Petugas lalu menghentikan mobil yang ditumpangi MAS dan S di wilayah Tebel, Gedangan. Di dalam kendaraan ditemukan uang tunai Rp185 juta yang disimpan dalam plastik hitam.
"Saat kami lakukan pemeriksaan, mereka tidak bisa mengelak. Dari pengembangan kasus, kami berhasil menyita total uang Rp1,1 miliar dari berbagai rekening para tersangka," kata Kapolresta Sidoarjo.
Adapun rincian barang bukti adalah Rp185 juta dari kendaraan tersangka, Rp230 juta dari rekening BCA atas nama MAS, Rp80 juta dari rekening BRI atas nama MAS, dan Rp604,83 juta dari rekening SY termasuk rekening perusahaan miliknya.

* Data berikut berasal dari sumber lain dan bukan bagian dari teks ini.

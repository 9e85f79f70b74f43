//! In-memory representation of a hardware design between parsing and
//! netlist construction.
//!
//! The IR is built around three ideas:
//!
//! - **Sum types for syntax.** Expressions and statements are enums whose
//!   variant shapes make malformed arity unrepresentable.
//! - **Arenas and side maps for structure.** Modules own their blocks in an
//!   append-only [`Arena`]; the parent relation is a side map, so no node
//!   holds a back pointer and deep copies stay cheap.
//! - **4-state constants.** [`Number`] carries X and Z alongside 0 and 1 in
//!   two packed bit planes, and every folding kernel lives on it.

#![warn(missing_docs)]

pub mod arena;
pub mod block;
pub mod design;
pub mod expr;
pub mod function;
pub mod ids;
pub mod instance;
pub mod module;
pub mod number;
pub mod stmt;
pub mod symbol;
pub mod variable;

pub use arena::{Arena, ArenaId};
pub use block::{Block, ScopeTree};
pub use design::{Design, Specialization};
pub use expr::{BinaryOp, Expression, Segment, Select, UnaryOp, VarRef};
pub use function::Function;
pub use ids::{BlockId, ModuleId};
pub use instance::{Connection, Instance, ParamOverride, PortConnection};
pub use module::{Module, Parameter, Port, PortDirection};
pub use number::{Number, NumberError, NATIVE_WIDTH};
pub use stmt::{Assign, AssignKind, CaseArm, CaseKind, ForAssign, Stmt};
pub use symbol::{Symbol, SymbolKind, SymbolTable};
pub use variable::{VarKind, Variable};
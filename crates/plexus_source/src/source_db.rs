//! Central database of all sources in a session.

use crate::file_id::FileId;
use crate::resolved_span::ResolvedSpan;
use crate::source_file::SourceFile;
use crate::span::Span;
use std::path::PathBuf;

/// The source database, owning all registered source text and resolving
/// [`FileId`] + byte offsets to line/column coordinates for diagnostics.
///
/// Sources are registered from memory by whatever drives the pipeline; the
/// engine itself performs no file I/O.
pub struct SourceDb {
    files: Vec<SourceFile>,
}

impl SourceDb {
    /// Creates an empty source database.
    pub fn new() -> Self {
        Self { files: Vec::new() }
    }

    /// Registers a source from an in-memory string and returns its id.
    ///
    /// The `name` parameter is used as the file path in diagnostics.
    pub fn add_source(&mut self, name: impl Into<PathBuf>, content: String) -> FileId {
        let id = FileId::from_raw(self.files.len() as u32);
        let file = SourceFile::new(id, name.into(), content);
        self.files.push(file);
        id
    }

    /// Returns the [`SourceFile`] for the given [`FileId`].
    ///
    /// # Panics
    ///
    /// Panics if the `FileId` is invalid.
    pub fn get_file(&self, id: FileId) -> &SourceFile {
        &self.files[id.as_raw() as usize]
    }

    /// Resolves a [`Span`] to human-readable line/column coordinates.
    pub fn resolve_span(&self, span: Span) -> ResolvedSpan {
        let file = self.get_file(span.file);
        let (start_line, start_col) = file.line_col(span.start);
        let (end_line, end_col) = file.line_col(span.end.saturating_sub(1).max(span.start));
        ResolvedSpan {
            file_path: file.path.clone(),
            start_line,
            start_col,
            end_line,
            end_col,
        }
    }

    /// Returns the source text corresponding to a [`Span`].
    pub fn snippet(&self, span: Span) -> &str {
        let file = self.get_file(span.file);
        file.snippet(span.start, span.end)
    }
}

impl Default for SourceDb {
    fn default() -> Self {
        Self::new()
    }
}
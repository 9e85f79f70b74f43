//! Module registry mapping source names to parsed module declarations.
//!
//! The registry scans every module of the parsed design once, detects
//! duplicate definitions (`E310`, first definition wins), and provides O(1)
//! lookup by interned name for instance resolution.

use std::collections::HashMap;

use plexus_common::{Ident, Interner};
use plexus_diagnostics::DiagnosticSink;
use plexus_ir::Module;
use plexus_source::Span;

use crate::errors;

/// Registry of all source module declarations.
pub struct ModuleRegistry<'a> {
    modules: HashMap<Ident, &'a Module>,
    first_span: HashMap<Ident, Span>,
}

impl<'a> ModuleRegistry<'a> {
    /// Builds a registry from the parsed modules, emitting `E310` for every
    /// duplicate name. The first definition wins.
    pub fn from_modules(modules: &'a [Module], interner: &Interner, sink: &DiagnosticSink) -> Self {
        let mut reg = Self {
            modules: HashMap::new(),
            first_span: HashMap::new(),
        };
        for module in modules {
            if let Some(&prev_span) = reg.first_span.get(&module.name) {
                sink.emit(errors::error_duplicate_module(
                    interner.resolve(module.name),
                    module.span,
                    prev_span,
                ));
            } else {
                reg.modules.insert(module.name, module);
                reg.first_span.insert(module.name, module.span);
            }
        }
        reg
    }

    /// Looks up a module declaration by source name.
    pub fn lookup(&self, name: Ident) -> Option<&'a Module> {
        self.modules.get(&name).copied()
    }

    /// Returns the declaration span of a module, if registered.
    pub fn span_of(&self, name: Ident) -> Option<Span> {
        self.first_span.get(&name).copied()
    }

    /// The number of distinct registered modules.
    pub fn len(&self) -> usize {
        self.modules.len()
    }

    /// Returns `true` if no modules are registered.
    pub fn is_empty(&self) -> bool {
        self.modules.is_empty()
    }
}
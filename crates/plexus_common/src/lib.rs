//! Shared foundational types used across the plexus elaboration engine.
//!
//! This crate provides interned identifiers with the rename helpers the
//! elaborator's auto-naming relies on, 4-state logic values, content hashing
//! for specialization keys, and the common result types.

#![warn(missing_docs)]

pub mod hash;
pub mod ident;
pub mod logic;
pub mod result;

pub use hash::ContentHash;
pub use ident::{Ident, Interner};
pub use logic::Logic;
pub use result::{InternalError, PlexusResult};
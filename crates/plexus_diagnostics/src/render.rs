//! Rendering of diagnostics into human-readable text.

use crate::diagnostic::Diagnostic;
use crate::label::LabelStyle;
use plexus_source::SourceDb;

/// Trait for rendering diagnostics into formatted output strings.
///
/// The elaborator only fills the sink; whoever drives the pipeline picks a
/// renderer for its output target.
pub trait DiagnosticRenderer {
    /// Renders a single diagnostic into a formatted string.
    fn render(&self, diag: &Diagnostic, source_db: &SourceDb) -> String;
}

/// Renders diagnostics in a rustc-style terminal format.
///
/// Produces output like:
/// ```text
/// error[E300]: duplicate declaration of `w`
///   --> src/top.v:10:5
///    |
/// 10 | wire w;
///    |      ^ redeclared here
///    |
///    = note: the first declaration wins
/// ```
pub struct TerminalRenderer {
    /// Whether to use ANSI color codes in output.
    pub color: bool,
}

impl TerminalRenderer {
    /// Creates a new terminal renderer.
    pub fn new(color: bool) -> Self {
        Self { color }
    }
}

impl DiagnosticRenderer for TerminalRenderer {
    fn render(&self, diag: &Diagnostic, source_db: &SourceDb) -> String {
        let mut out = String::new();

        // Header line: severity[CODE]: message
        out.push_str(&format!(
            "{}[{}]: {}\n",
            diag.severity, diag.code, diag.message
        ));

        if !diag.primary_span.is_dummy() {
            let resolved = source_db.resolve_span(diag.primary_span);
            out.push_str(&format!("  --> {resolved}\n"));

            let file = source_db.get_file(diag.primary_span.file);
            let (line, col) = file.line_col(diag.primary_span.start);
            let line_num = format!("{line}");
            let padding = " ".repeat(line_num.len());

            let line_content = source_line(&file.content, diag.primary_span.start);

            out.push_str(&format!("{padding} |\n"));
            out.push_str(&format!("{line_num} | {line_content}\n"));

            // Underline with the primary label message, if any
            let span_len = (diag.primary_span.end - diag.primary_span.start).max(1) as usize;
            let carets = "^".repeat(span_len);
            let col_padding = " ".repeat((col as usize).saturating_sub(1));
            let primary_msg = diag
                .labels
                .iter()
                .find(|l| l.style == LabelStyle::Primary)
                .map(|l| format!(" {}", l.message))
                .unwrap_or_default();

            out.push_str(&format!("{padding} | {col_padding}{carets}{primary_msg}\n"));

            // Secondary labels on their own location lines
            for label in diag
                .labels
                .iter()
                .filter(|l| l.style == LabelStyle::Secondary && !l.span.is_dummy())
            {
                let resolved = source_db.resolve_span(label.span);
                out.push_str(&format!("{padding} - {resolved}: {}\n", label.message));
            }
        }

        for note in &diag.notes {
            out.push_str(&format!("   = note: {note}\n"));
        }

        for help in &diag.help {
            out.push_str(&format!("   = help: {help}\n"));
        }

        out
    }
}

/// Extracts the line of source text containing the given byte offset.
fn source_line(content: &str, byte_offset: u32) -> &str {
    let offset = byte_offset as usize;
    let start = content[..offset].rfind('\n').map_or(0, |pos| pos + 1);
    let end = content[offset..]
        .find('\n')
        .map_or(content.len(), |pos| offset + pos);
    &content[start..end]
}

#[cfg(test)]
mod tests {
    use super::*;
    use crate::code::{Category, DiagnosticCode};
    use crate::label::Label;
    use plexus_source::Span;

    #[test]
    fn render_error_with_span() {
        let mut source_db = SourceDb::new();
        let file_id = source_db.add_source("top.v", "wire w;\nwire w;\n".to_string());

        let code = DiagnosticCode::new(Category::Error, 300);
        let span = Span::new(file_id, 13, 14);
        let prev = Span::new(file_id, 5, 6);
        let diag = Diagnostic::error(code, "duplicate declaration of `w`", span)
            .with_label(Label::primary(span, "redeclared here"))
            .with_label(Label::secondary(prev, "first declared here"));

        let renderer = TerminalRenderer::new(false);
        let output = renderer.render(&diag, &source_db);

        assert!(output.contains("error[E300]: duplicate declaration of `w`"));
        assert!(output.contains("--> top.v:2:6"));
        assert!(output.contains("wire w;"));
        assert!(output.contains("^ redeclared here"));
        assert!(output.contains("top.v:1:6: first declared here"));
    }

    #[test]
    fn render_warning_with_notes() {
        let source_db = SourceDb::new();
        let code = DiagnosticCode::new(Category::Warning, 300);
        let diag = Diagnostic::warning(code, "implicit declaration of net `n`", Span::DUMMY)
            .with_note("`n` is used but never declared")
            .with_help("declare it as `wire n;`");

        let renderer = TerminalRenderer::new(false);
        let output = renderer.render(&diag, &source_db);

        assert!(output.contains("warning[W300]: implicit declaration of net `n`"));
        assert!(output.contains("= note: `n` is used but never declared"));
        assert!(output.contains("= help: declare it as `wire n;`"));
    }

    #[test]
    fn render_dummy_span_no_source() {
        let source_db = SourceDb::new();
        let code = DiagnosticCode::new(Category::Resource, 301);
        let diag = Diagnostic::error(code, "specialization limit exceeded", Span::DUMMY);

        let renderer = TerminalRenderer::new(false);
        let output = renderer.render(&diag, &source_db);

        assert!(output.contains("error[R301]: specialization limit exceeded"));
        assert!(!output.contains("-->"));
    }
}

Modus operandi para tersangka adalah meminta uang antara Rp120-170 juta kepada peserta seleksi dengan janji kelulusan. SY berperan sebagai penghubung dengan panitia seleksi, meminta Rp100 juta dari masing-masing peserta kepada para kades, kemudian membagikan Rp10 juta kepada masing-masing kepala desa dan menyetorkan Rp50 juta kepada pihak berinisial SSP.